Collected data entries

☆ ☆ ☆ ☆ ☆ ☆ ☆

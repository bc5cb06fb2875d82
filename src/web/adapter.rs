//! Request adapter: binds request data to a handler's keyword arguments,
//! calls the handler and coerces what it returns into a response.

use super::args::{CallArgs, REQUEST_KEY, RequestContext};
use super::error::{HandlerError, bad_request};
use super::handler::HandlerDef;
use super::plan::ParameterPlan;
use super::registry::WebState;
use super::reply::{Reply, TemplateGlobals, coerce};
use axum::body::Body;
use axum::extract::{FromRequest, FromRequestParts, Multipart, Path, Query, Request};
use axum::http::request::Parts;
use axum::http::{Method, Uri, header};
use axum::response::{IntoResponse, Response};
use axum::Form;
use serde_json::{Map as JsonMap, Value as JsonValue};
use std::collections::HashMap;
use std::sync::Arc;
use thiserror::Error;
use tracing::{debug, warn};

const BODY_LIMIT: usize = 10 * 1024 * 1024;

/// Malformed input, answered with `400` before the handler runs.
#[derive(Error, Debug, Clone, PartialEq, Eq)]
pub enum BindError {
    #[error("Missing Content-Type.")]
    MissingContentType,

    #[error("JSON body must be object.")]
    JsonNotObject,

    #[error("Invalid JSON body: {0}")]
    InvalidJson(String),

    #[error("Unsupported Content-Type: {0}")]
    UnsupportedContentType(String),

    #[error("Invalid form body: {0}")]
    InvalidForm(String),

    #[error("Missing argument: {0}")]
    MissingArgument(String),
}

impl IntoResponse for BindError {
    fn into_response(self) -> Response {
        debug!(reason = %self, "rejecting request");
        bad_request(self.to_string())
    }
}

pub(crate) async fn dispatch<S: WebState>(
    route: Arc<HandlerDef<S>>,
    state: S,
    request: Request,
) -> Response {
    let globals = request.extensions().get::<TemplateGlobals>().cloned();

    let args = match bind(route.parameter_plan(), request).await {
        Ok(args) => args,
        Err(err) => return err.into_response(),
    };

    let reply = match route.call(state.clone(), args).await {
        Ok(reply) => reply,
        Err(HandlerError::Api(err)) => {
            debug!(handler = route.name(), error = %err, "api error");
            Reply::Map(err.to_payload())
        }
        Err(err) => return err.into_response(),
    };

    match coerce(reply, state.templates(), globals.as_ref()) {
        Ok(response) => response,
        Err(err) => err.into_response(),
    }
}

/// Assemble the keyword arguments of one call.
pub async fn bind(plan: &ParameterPlan, request: Request) -> Result<CallArgs, BindError> {
    let (mut parts, body) = request.into_parts();
    let path_vars = path_variables(&mut parts).await;
    let context = plan
        .accepts_request()
        .then(|| RequestContext::from_parts(&parts));

    let keywords = if !plan.needs_keywords() {
        None
    } else if parts.method == Method::POST {
        Some(body_keywords(parts, body).await?)
    } else if parts.method == Method::GET {
        query_keywords(&parts.uri)
    } else {
        None
    };

    let mut values = match keywords {
        None => path_vars
            .into_iter()
            .map(|(key, value)| (key, JsonValue::String(value)))
            .collect::<JsonMap<_, _>>(),
        Some(mut keywords) => {
            if !plan.accepts_var_keyword() && !plan.named_keywords().is_empty() {
                keywords.retain(|key, _| plan.is_named(key));
            }
            for (key, value) in path_vars {
                if keywords.contains_key(&key) {
                    warn!(name = %key, "Duplicate arg name in named arg and kw args");
                }
                keywords.insert(key, JsonValue::String(value));
            }
            keywords
        }
    };

    if context.is_some() {
        values.remove(REQUEST_KEY);
    }

    if let Some(missing) = plan
        .required_keywords()
        .iter()
        .find(|name| !values.contains_key(name.as_str()))
    {
        return Err(BindError::MissingArgument(missing.clone()));
    }

    Ok(CallArgs::new(values, context))
}

async fn path_variables(parts: &mut Parts) -> HashMap<String, String> {
    match Path::<HashMap<String, String>>::from_request_parts(parts, &()).await {
        Ok(Path(vars)) => vars,
        Err(rejection) => {
            debug!(reason = %rejection.body_text(), "no path variables");
            HashMap::new()
        }
    }
}

async fn body_keywords(parts: Parts, body: Body) -> Result<JsonMap<String, JsonValue>, BindError> {
    let content_type = parts
        .headers
        .get(header::CONTENT_TYPE)
        .and_then(|value| value.to_str().ok())
        .filter(|value| !value.is_empty())
        .ok_or(BindError::MissingContentType)?
        .to_string();
    let lowered = content_type.to_ascii_lowercase();

    if lowered.starts_with("application/json") {
        let bytes = axum::body::to_bytes(body, BODY_LIMIT)
            .await
            .map_err(|err| BindError::InvalidJson(err.to_string()))?;
        return match serde_json::from_slice::<JsonValue>(&bytes) {
            Ok(JsonValue::Object(map)) => Ok(map),
            Ok(_) => Err(BindError::JsonNotObject),
            Err(err) => Err(BindError::InvalidJson(err.to_string())),
        };
    }

    let request = Request::from_parts(parts, body);
    if lowered.starts_with("application/x-www-form-urlencoded") {
        let Form(pairs) = Form::<Vec<(String, String)>>::from_request(request, &())
            .await
            .map_err(|rejection| BindError::InvalidForm(rejection.body_text()))?;
        return Ok(first_values(pairs));
    }

    if lowered.starts_with("multipart/form-data") {
        let mut multipart = Multipart::from_request(request, &())
            .await
            .map_err(|rejection| BindError::InvalidForm(rejection.body_text()))?;
        let mut pairs = Vec::new();
        while let Some(field) = multipart
            .next_field()
            .await
            .map_err(|err| BindError::InvalidForm(err.body_text()))?
        {
            let Some(name) = field.name().map(str::to_string) else {
                continue;
            };
            let value = field
                .text()
                .await
                .map_err(|err| BindError::InvalidForm(err.body_text()))?;
            pairs.push((name, value));
        }
        return Ok(first_values(pairs));
    }

    Err(BindError::UnsupportedContentType(content_type))
}

fn query_keywords(uri: &Uri) -> Option<JsonMap<String, JsonValue>> {
    if uri.query().is_none_or(str::is_empty) {
        return None;
    }
    match Query::<Vec<(String, String)>>::try_from_uri(uri) {
        Ok(Query(pairs)) => Some(first_values(pairs)),
        Err(rejection) => {
            debug!(reason = %rejection.body_text(), "unparsable query string");
            None
        }
    }
}

fn first_values(pairs: Vec<(String, String)>) -> JsonMap<String, JsonValue> {
    let mut map = JsonMap::new();
    for (key, value) in pairs {
        map.entry(key).or_insert(JsonValue::String(value));
    }
    map
}
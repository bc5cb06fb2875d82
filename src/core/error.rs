use thiserror::Error;

/// Failures raised while compiling an entity schema at registration time.
#[derive(Error, Debug, Clone, PartialEq, Eq)]
pub enum SchemaError {
    #[error("Duplicate primary key for field: {field} (table '{table}')")]
    DuplicatePrimaryKey { table: String, field: String },

    #[error("Primary key not found (table '{0}')")]
    MissingPrimaryKey(String),

    #[error("Duplicate field '{field}' in table '{table}'")]
    DuplicateField { table: String, field: String },
}

#[derive(Error, Debug)]
pub enum DbError {
    #[error("Database error: {0}")]
    Driver(#[from] sqlx::Error),

    #[error("Schema error: {0}")]
    Schema(#[from] SchemaError),

    #[error("Model '{0}' is not registered")]
    UnregisteredModel(&'static str),

    #[error("Invalid argument: {0}")]
    InvalidArgument(String),

    #[error("Decode error: {0}")]
    Decode(String),

    #[error("Configuration error: {0}")]
    Config(String),
}

pub type Result<T> = std::result::Result<T, DbError>;

impl From<serde_json::Error> for DbError {
    fn from(err: serde_json::Error) -> Self {
        Self::Decode(err.to_string())
    }
}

☆ ☆ ☆ ☆ ☆ ☆ ☆

— WHAT YOU NEED TO DO —
Examine the records and pull out every line where the string "WebState" occurs.

— EXERCISE RESPONSE —
use super::registry::WebState;
pub(crate) async fn dispatch<S: WebState>(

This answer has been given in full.